İlk 5 dakikada 2-0'ı yakaladıktan sonra bizim için önemli olan kontrollü bir futbolla kendimizi çok yormamaktı ki bunu da büyük ölçüde başardığımızı söyleyebiliriz. Bulduğumuz fırsatları iyi değerlendirerek 2 gol daha attık ve karşılaşmadan 4-2 galip ayrıldık. Yediğimiz iki gole ben pek takılmama taraftarıyım. Maç erken kopunca oyun içerisindeki rahatlama ve oyuncuların sakatlık ve yorgunluğu düşünerek çok fazla yüklenmemesi nedeniyle normal diyebiliriz.
Bu maça kadar B Grubu'nda puan alamayan Mersin İdman Yurdu ligdeki sıkıntılı durumu nedeniyle kupayı zaten gözden çıkarmıştı. Dolayısıyla ilk maçta deplasmanda 5-0 yendiğimiz Mersin'e Antalya'da yenmeyi çok ciddiye almayanlar olabilir ama bizim kötü gidişatımız içerisinde ben bu galibiyeti önemsiyorum. Hele böylesine rahat bir galibiyeti...
Maçın yıldızı tartışmasız Diarra... İlk maçta da Mersin'e 2 gol atmıştı, bu maçta da attığı iki golün yanı sıra bir asist yaptı ve savunma anlamında da ciddi katkı sağladı. İlk 45 dakikanın sonrasında oyundan alınması da doğru. Dinlendirilmiş oldu. İkinci yarıda onun yerine ileri uçta 'yıldızımız' Mehmet Eren oynadı. Bu onun için büyük bir fırsattı. Bu yüzden ikinci yarı boyunca her pozisyona dikkat ettim. Yaptığı bir asiste rağmen yine bildiğimiz Mehmet Eren'di.
Maçta dikkat çeken bir isim de Emrah Başsan'dı. Son haftalarda sıkça eleştiriliyordu. Geçen hafta ben de bu eleştirileri haklı bulmuştum. Ancak bu maçtaki performansıyla takımın iyilerindendi, istekliydi. Bu futbolu sonucunda bir de gol attı. Golden daha dikkat çeken ise gol sevinci sırasında armayı öpmesiydi.
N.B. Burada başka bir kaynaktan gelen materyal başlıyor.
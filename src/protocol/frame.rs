//! STOMP 1.2 frame encoding and parsing
//!
//! A frame is a command line, zero or more `name:value` header lines, a blank
//! line, and a body terminated by NUL. A lone EOL is a heartbeat. Header
//! values are escaped on every frame except CONNECT/CONNECTED (per the 1.2
//! specification, which exempts the handshake for 1.0 compatibility).

use thiserror::Error;

/// STOMP commands this client produces or consumes
#[derive(Debug, Clone, Copy, PartialEq, Eq)]
pub enum FrameCommand {
    Connect,
    Connected,
    Subscribe,
    Unsubscribe,
    Send,
    Message,
    Error,
    Disconnect,
    Receipt,
}

impl FrameCommand {
    pub fn as_str(&self) -> &'static str {
        match self {
            FrameCommand::Connect => "CONNECT",
            FrameCommand::Connected => "CONNECTED",
            FrameCommand::Subscribe => "SUBSCRIBE",
            FrameCommand::Unsubscribe => "UNSUBSCRIBE",
            FrameCommand::Send => "SEND",
            FrameCommand::Message => "MESSAGE",
            FrameCommand::Error => "ERROR",
            FrameCommand::Disconnect => "DISCONNECT",
            FrameCommand::Receipt => "RECEIPT",
        }
    }

    fn parse(s: &str) -> Option<Self> {
        match s {
            "CONNECT" => Some(FrameCommand::Connect),
            "CONNECTED" => Some(FrameCommand::Connected),
            "SUBSCRIBE" => Some(FrameCommand::Subscribe),
            "UNSUBSCRIBE" => Some(FrameCommand::Unsubscribe),
            "SEND" => Some(FrameCommand::Send),
            "MESSAGE" => Some(FrameCommand::Message),
            "ERROR" => Some(FrameCommand::Error),
            "DISCONNECT" => Some(FrameCommand::Disconnect),
            "RECEIPT" => Some(FrameCommand::Receipt),
            _ => None,
        }
    }
}

/// Framing errors
#[derive(Debug, Error, PartialEq)]
pub enum FrameError {
    #[error("Empty frame")]
    Empty,
    #[error("Unknown STOMP command: {0}")]
    UnknownCommand(String),
    #[error("Malformed header line: {0}")]
    MalformedHeader(String),
    #[error("Frame body is not terminated")]
    UnterminatedBody,
    #[error("Invalid content-length header: {0}")]
    InvalidContentLength(String),
}

/// A single STOMP frame
#[derive(Debug, Clone, PartialEq)]
pub struct Frame {
    pub command: FrameCommand,
    pub headers: Vec<(String, String)>,
    pub body: Vec<u8>,
}

/// One inbound WebSocket message, decoded at the framing layer
#[derive(Debug, Clone, PartialEq)]
pub enum ServerInput {
    /// A lone EOL keepalive
    Heartbeat,
    Frame(Frame),
}

impl Frame {
    pub fn new(command: FrameCommand) -> Self {
        Self {
            command,
            headers: Vec::new(),
            body: Vec::new(),
        }
    }

    pub fn with_header<S: Into<String>>(mut self, name: &str, value: S) -> Self {
        self.headers.push((name.to_string(), value.into()));
        self
    }

    pub fn with_body(mut self, body: Vec<u8>) -> Self {
        self.body = body;
        self
    }

    /// First value for a header name, if present. Repeated headers keep the
    /// first occurrence, as the STOMP specification requires.
    pub fn header(&self, name: &str) -> Option<&str> {
        self.headers
            .iter()
            .find(|(n, _)| n == name)
            .map(|(_, v)| v.as_str())
    }

    /// Build a CONNECT frame for the given virtual host and heartbeat
    /// interval (same value advertised in both directions, in milliseconds).
    pub fn connect(host: &str, heartbeat_ms: u64) -> Self {
        Frame::new(FrameCommand::Connect)
            .with_header("accept-version", "1.2")
            .with_header("host", host)
            .with_header("heart-beat", format!("{heartbeat_ms},{heartbeat_ms}"))
    }

    pub fn subscribe(id: &str, destination: &str) -> Self {
        Frame::new(FrameCommand::Subscribe)
            .with_header("id", id)
            .with_header("destination", destination)
            .with_header("ack", "auto")
    }

    pub fn unsubscribe(id: &str) -> Self {
        Frame::new(FrameCommand::Unsubscribe).with_header("id", id)
    }

    pub fn send(destination: &str, body: Vec<u8>) -> Self {
        Frame::new(FrameCommand::Send)
            .with_header("destination", destination)
            .with_header("content-type", "application/json")
            .with_body(body)
    }

    /// Serialize to the on-wire representation
    pub fn encode(&self) -> Vec<u8> {
        let escape = !matches!(
            self.command,
            FrameCommand::Connect | FrameCommand::Connected
        );

        let mut out = Vec::with_capacity(64 + self.body.len());
        out.extend_from_slice(self.command.as_str().as_bytes());
        out.push(b'\n');

        for (name, value) in &self.headers {
            if escape {
                out.extend_from_slice(escape_header(name).as_bytes());
                out.push(b':');
                out.extend_from_slice(escape_header(value).as_bytes());
            } else {
                out.extend_from_slice(name.as_bytes());
                out.push(b':');
                out.extend_from_slice(value.as_bytes());
            }
            out.push(b'\n');
        }

        if !self.body.is_empty() {
            out.extend_from_slice(format!("content-length:{}\n", self.body.len()).as_bytes());
        }

        out.push(b'\n');
        out.extend_from_slice(&self.body);
        out.push(0);
        out
    }
}

/// Parse one inbound WebSocket payload into a heartbeat or a frame
pub fn parse(data: &[u8]) -> Result<ServerInput, FrameError> {
    if data.is_empty() {
        return Err(FrameError::Empty);
    }
    if data == b"\n" || data == b"\r\n" {
        return Ok(ServerInput::Heartbeat);
    }

    let (command_line, mut rest) = split_line(data).ok_or(FrameError::UnterminatedBody)?;
    let command_str = std::str::from_utf8(command_line)
        .map_err(|_| FrameError::UnknownCommand("<non-utf8>".to_string()))?;
    let command = FrameCommand::parse(command_str)
        .ok_or_else(|| FrameError::UnknownCommand(command_str.to_string()))?;

    let escape = !matches!(command, FrameCommand::Connect | FrameCommand::Connected);

    let mut headers: Vec<(String, String)> = Vec::new();
    loop {
        let (line, next) = split_line(rest).ok_or(FrameError::UnterminatedBody)?;
        rest = next;
        if line.is_empty() {
            break; // end of headers
        }
        let line = std::str::from_utf8(line)
            .map_err(|_| FrameError::MalformedHeader("<non-utf8>".to_string()))?;
        let (name, value) = line
            .split_once(':')
            .ok_or_else(|| FrameError::MalformedHeader(line.to_string()))?;
        let (name, value) = if escape {
            (unescape_header(name)?, unescape_header(value)?)
        } else {
            (name.to_string(), value.to_string())
        };
        // First occurrence wins
        if !headers.iter().any(|(n, _)| n == &name) {
            headers.push((name, value));
        }
    }

    let frame = Frame {
        command,
        headers,
        body: Vec::new(),
    };

    let body = match frame.header("content-length") {
        Some(len) => {
            let len: usize = len
                .parse()
                .map_err(|_| FrameError::InvalidContentLength(len.to_string()))?;
            if rest.len() < len {
                return Err(FrameError::UnterminatedBody);
            }
            rest[..len].to_vec()
        }
        None => {
            let end = rest
                .iter()
                .position(|&b| b == 0)
                .ok_or(FrameError::UnterminatedBody)?;
            rest[..end].to_vec()
        }
    };

    Ok(ServerInput::Frame(Frame { body, ..frame }))
}

/// Split off one line, accepting either LF or CRLF terminators
fn split_line(data: &[u8]) -> Option<(&[u8], &[u8])> {
    let pos = data.iter().position(|&b| b == b'\n')?;
    let line = if pos > 0 && data[pos - 1] == b'\r' {
        &data[..pos - 1]
    } else {
        &data[..pos]
    };
    Some((line, &data[pos + 1..]))
}

fn escape_header(s: &str) -> String {
    let mut out = String::with_capacity(s.len());
    for c in s.chars() {
        match c {
            '\\' => out.push_str("\\\\"),
            '\r' => out.push_str("\\r"),
            '\n' => out.push_str("\\n"),
            ':' => out.push_str("\\c"),
            other => out.push(other),
        }
    }
    out
}

fn unescape_header(s: &str) -> Result<String, FrameError> {
    let mut out = String::with_capacity(s.len());
    let mut chars = s.chars();
    while let Some(c) = chars.next() {
        if c != '\\' {
            out.push(c);
            continue;
        }
        match chars.next() {
            Some('\\') => out.push('\\'),
            Some('r') => out.push('\r'),
            Some('n') => out.push('\n'),
            Some('c') => out.push(':'),
            _ => return Err(FrameError::MalformedHeader(s.to_string())),
        }
    }
    Ok(out)
}

#[cfg(test)]
mod tests {
    use super::*;

    #[test]
    fn test_connect_frame_encoding() {
        let encoded = Frame::connect("prayer.example.com", 10_000).encode();
        let text = String::from_utf8(encoded.clone()).unwrap();

        assert!(text.starts_with("CONNECT\n"));
        assert!(text.contains("accept-version:1.2\n"));
        assert!(text.contains("host:prayer.example.com\n"));
        assert!(text.contains("heart-beat:10000,10000\n"));
        assert_eq!(*encoded.last().unwrap(), 0);
    }

    #[test]
    fn test_send_frame_round_trip() {
        let frame = Frame::send("/app/prayer", br#"{"side":"up","count":5}"#.to_vec());
        let parsed = parse(&frame.encode()).unwrap();

        match parsed {
            ServerInput::Frame(f) => {
                assert_eq!(f.command, FrameCommand::Send);
                assert_eq!(f.header("destination"), Some("/app/prayer"));
                assert_eq!(f.header("content-type"), Some("application/json"));
                assert_eq!(f.body, br#"{"side":"up","count":5}"#);
            }
            other => panic!("expected frame, got {other:?}"),
        }
    }

    #[test]
    fn test_heartbeat_parsing() {
        assert_eq!(parse(b"\n").unwrap(), ServerInput::Heartbeat);
        assert_eq!(parse(b"\r\n").unwrap(), ServerInput::Heartbeat);
    }

    #[test]
    fn test_message_frame_with_content_length() {
        // Body contains a NUL, so only content-length delimits it correctly
        let body = b"ab\0cd";
        let raw = format!("MESSAGE\ndestination:/topic/prayer\ncontent-length:{}\n\n", body.len());
        let mut data = raw.into_bytes();
        data.extend_from_slice(body);
        data.push(0);

        match parse(&data).unwrap() {
            ServerInput::Frame(f) => {
                assert_eq!(f.command, FrameCommand::Message);
                assert_eq!(f.body, body);
            }
            other => panic!("expected frame, got {other:?}"),
        }
    }

    #[test]
    fn test_message_frame_without_content_length() {
        let data = b"MESSAGE\ndestination:/topic/ticker\nsubscription:sub-1\n\n{\"price\":1.0}\0";
        match parse(data).unwrap() {
            ServerInput::Frame(f) => {
                assert_eq!(f.header("destination"), Some("/topic/ticker"));
                assert_eq!(f.body, b"{\"price\":1.0}");
            }
            other => panic!("expected frame, got {other:?}"),
        }
    }

    #[test]
    fn test_crlf_line_endings_accepted() {
        let data = b"CONNECTED\r\nversion:1.2\r\nheart-beat:10000,10000\r\n\r\n\0";
        match parse(data).unwrap() {
            ServerInput::Frame(f) => {
                assert_eq!(f.command, FrameCommand::Connected);
                assert_eq!(f.header("version"), Some("1.2"));
            }
            other => panic!("expected frame, got {other:?}"),
        }
    }

    #[test]
    fn test_header_escaping_round_trip() {
        let frame = Frame::new(FrameCommand::Send)
            .with_header("destination", "/queue/a:b")
            .with_header("note", "line1\nline2\\end");
        let parsed = parse(&frame.encode()).unwrap();

        match parsed {
            ServerInput::Frame(f) => {
                assert_eq!(f.header("destination"), Some("/queue/a:b"));
                assert_eq!(f.header("note"), Some("line1\nline2\\end"));
            }
            other => panic!("expected frame, got {other:?}"),
        }
    }

    #[test]
    fn test_repeated_header_keeps_first() {
        let data = b"MESSAGE\nfoo:first\nfoo:second\n\n\0";
        match parse(data).unwrap() {
            ServerInput::Frame(f) => assert_eq!(f.header("foo"), Some("first")),
            other => panic!("expected frame, got {other:?}"),
        }
    }

    #[test]
    fn test_unknown_command_rejected() {
        let result = parse(b"BOGUS\n\n\0");
        assert!(matches!(result, Err(FrameError::UnknownCommand(_))));
    }

    #[test]
    fn test_malformed_header_rejected() {
        let result = parse(b"MESSAGE\nno-colon-here\n\n\0");
        assert!(matches!(result, Err(FrameError::MalformedHeader(_))));
    }

    #[test]
    fn test_unterminated_body_rejected() {
        let result = parse(b"MESSAGE\ndestination:/topic/x\n\nbody-without-nul");
        assert_eq!(result, Err(FrameError::UnterminatedBody));
    }

    #[test]
    fn test_empty_input_rejected() {
        assert_eq!(parse(b""), Err(FrameError::Empty));
    }
}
Bugün Eskişehirspor'un Trabzonspor'u 1-0 yenmesiyle gruptaki son maçta Trabzonspor'u yenmemiz şart... Çünkü Eskişehir'in MİY karşısında puan kaybetmesi pek olası değil. Zaten yarı finale çıkacaksak kendi işimizi kendimiz görelim. Trabzonspor'u yenersek doğrudan yarı finale çıkacağız. Çünkü Eskişehir MİY'i yense bile 3'lü averajda avantaj Trabzonspor ile bizde... Hatta Trabzonspor'u 2 farklı yenersek grup lideri olarak çıkacağız ki grup lideri olursak yarı finalde rakibimiz Fenerbahçe yerine Sivasspor olacak.
Devre arasında gerekli transferleri yapmayan yönetim yüzünden kadromuz son derece sınırlı kaldı. Normal şartlarda kesinlikle iki kulvarda da sonuna kadar mücadele etmeyi savunurum ama bu sınırlı kadro nedeniyle eğer kısmetimizde kupada sonuna kadar gitmek yoksa bence gruptan çıkmanın da çok bir önemi yok diye düşünüyorum. İki kulvarda birden yıpranmaktansa gücümüzü lige veririz. Dolayısıyla yukarıdaki olasılıkların hangisi gerçekleşir bilmiyorum ama bizim için hayırlısı olsun.